Non-Abelian statistics of vortices with non-Abelian Dirac fermions

TL;DR

This paper demonstrates that vortices trapping two Dirac fermions with U(2) symmetry exhibit non-Abelian exchange statistics, extending previous single-fermion results and revealing genuine non-Abelian behavior among identical vortices.

Contribution

It extends the analysis of vortex exchange statistics to systems with doublet Dirac fermions, showing non-Abelian braid group representations and identifying genuine non-Abelian statistics among identical vortices.

Findings

Vortices with doublet Dirac fermions exhibit non-Abelian braid group representations.

The results include and generalize previous single-fermion vortex statistics.

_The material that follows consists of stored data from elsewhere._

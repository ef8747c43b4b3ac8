//! Source archive extraction.
//!
//! Archives are unpacked straight into the scratch directory with explicit
//! paths; the process working directory is never changed. The project root is
//! derived from the archive filename (see [`ArchiveKind::project_root_name`])
//! and must contain the build script.

mod error;
mod gate;
mod kind;
mod tarball;
mod zipfile;

use std::path::{Path, PathBuf};
use std::sync::atomic::AtomicBool;

use tracing::{debug, info, instrument};

pub use error::ExtractError;
pub use gate::ExtractGate;
pub use kind::{ArchiveKind, TAR_EXTENSION, ZIP_EXTENSION};

/// Build script expected at the root of every extracted project.
pub const BUILD_SCRIPT: &str = "setup.py";

/// An unpacked source archive.
#[derive(Debug, Clone, PartialEq, Eq)]
pub struct ExtractedArchive {
    /// Project root directory inside the destination.
    pub root: PathBuf,
    /// Number of archive members written.
    pub entries: usize,
}

/// Unpacks `archive` into `dest` and returns the project root.
///
/// Extraction runs on the blocking pool and is awaited before returning.
///
/// # Errors
///
/// Returns `ExtractError` if the archive cannot be read or written out, or
/// if the directory named after the archive does not exist afterwards.
pub async fn extract(
    kind: ArchiveKind,
    archive: &Path,
    dest: &Path,
) -> Result<ExtractedArchive, ExtractError> {
    extract_with_gate(kind, archive, dest, &ExtractGate::new()).await
}

/// Like [`extract`], but stops between entries once `gate` is cancelled.
///
/// The blocking worker holds `gate` until it returns, so
/// [`ExtractGate::cancel_and_wait`] only resolves once nothing more will be
/// written under `dest`.
///
/// # Errors
///
/// As [`extract`], plus [`ExtractError::Cancelled`] when the gate was
/// cancelled before or during unpacking.
#[instrument(skip(archive, dest, gate), fields(archive = %archive.display()))]
pub async fn extract_with_gate(
    kind: ArchiveKind,
    archive: &Path,
    dest: &Path,
    gate: &ExtractGate,
) -> Result<ExtractedArchive, ExtractError> {
    let archive_owned = archive.to_path_buf();
    let dest_owned = dest.to_path_buf();
    let worker_gate = gate.clone();
    let busy = gate.enter().await;
    let entries = tokio::task::spawn_blocking(move || {
        let _busy = busy;
        unpack(kind, &archive_owned, &dest_owned, worker_gate.flag())
    })
    .await
    .map_err(|source| ExtractError::Task { source })??;

    let filename = archive
        .file_name()
        .map(|name| name.to_string_lossy().into_owned())
        .unwrap_or_default();
    let root = dest.join(kind.project_root_name(&filename));
    if !root.is_dir() {
        return Err(ExtractError::RootMissing {
            archive: archive.to_path_buf(),
            root,
        });
    }

    info!(root = %root.display(), entries, "extracted");
    Ok(ExtractedArchive { root, entries })
}

/// Synchronously unpacks `archive` into `dest`, dispatching on `kind`.
///
/// `cancelled` is checked before each entry.
///
/// # Errors
///
/// Returns `ExtractError` if the archive is unreadable or an entry cannot be
/// written, and [`ExtractError::Cancelled`] once `cancelled` is set.
pub fn unpack(
    kind: ArchiveKind,
    archive: &Path,
    dest: &Path,
    cancelled: &AtomicBool,
) -> Result<usize, ExtractError> {
    check_cancelled(archive, cancelled)?;
    std::fs::create_dir_all(dest).map_err(|e| ExtractError::io(dest, e))?;
    debug!(%kind, dest = %dest.display(), "unpacking");
    match kind {
        ArchiveKind::Tarball => tarball::unpack(archive, dest, cancelled),
        ArchiveKind::Zip => zipfile::unpack(archive, dest, cancelled),
    }
}

fn check_cancelled(archive: &Path, cancelled: &AtomicBool) -> Result<(), ExtractError> {
    if cancelled.load(std::sync::atomic::Ordering::SeqCst) {
        Err(ExtractError::Cancelled {
            archive: archive.to_path_buf(),
        })
    } else {
        Ok(())
    }
}

/// Returns the build script path under `root`.
///
/// # Errors
///
/// Returns [`ExtractError::BuildScriptMissing`] naming `package` when the
/// script is absent.
pub fn locate_build_script(root: &Path, package: &str) -> Result<PathBuf, ExtractError> {
    let script = root.join(BUILD_SCRIPT);
    if script.is_file() {
        Ok(script)
    } else {
        Err(ExtractError::BuildScriptMissing {
            package: package.to_string(),
            script: BUILD_SCRIPT,
            root: root.to_path_buf(),
        })
    }
}
//! Exit code logic for the installer process.
//!
//! Single responsibility: map installed/failed counts to the process exit outcome.

use crate::ProcessExit;

/// Determines the process exit outcome from installed and unsuccessful
/// package counts. Skipped packages count as unsuccessful.
pub(crate) fn determine_exit_outcome(installed: usize, unsuccessful: usize) -> ProcessExit {
    if unsuccessful == 0 {
        ProcessExit::Success
    } else if installed > 0 {
        ProcessExit::Partial
    } else {
        ProcessExit::Failure
    }
}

Genuine non-Abelian statistics are found among identical vortices with the same number of Dirac fermions.

Abstract

We extend our previous analysis on the exchange statistics of vortices having a single Dirac fermion trapped in each core, to the case where vortices trap two Dirac fermions with U(2) symmetry. Such a system of vortices with non-Abelian Dirac fermions appears in color superconductors at extremely high densities, and in supersymmetric QCD. We show that the exchange of two vortices having doublet Dirac fermions in each core is expressed by non-Abelian representations of a braid group, which is explicitly verified in the matrix representation of the exchange operators when the number of vortices is up to four. We find that the result contains the matrices previously obtained for the vortices with a single Dirac fermion in each core as a special case. The whole braid group does not immediately imply non-Abelian statistics of identical particles because it also contains exchanges between vortices with different numbers of Dirac fermions. However, we find that it does contain, as its subgroup, a genuine non-Abelian statistics for the exchange of the identical particles, that is, vortices with the same number of Dirac fermions. This result is surprising compared with conventional understanding because all Dirac fermions are defined locally at each vortex, unlike the case of Majorana fermions for which Dirac fermions are defined non-locally by Majorana fermions located at two spatially separated vortices.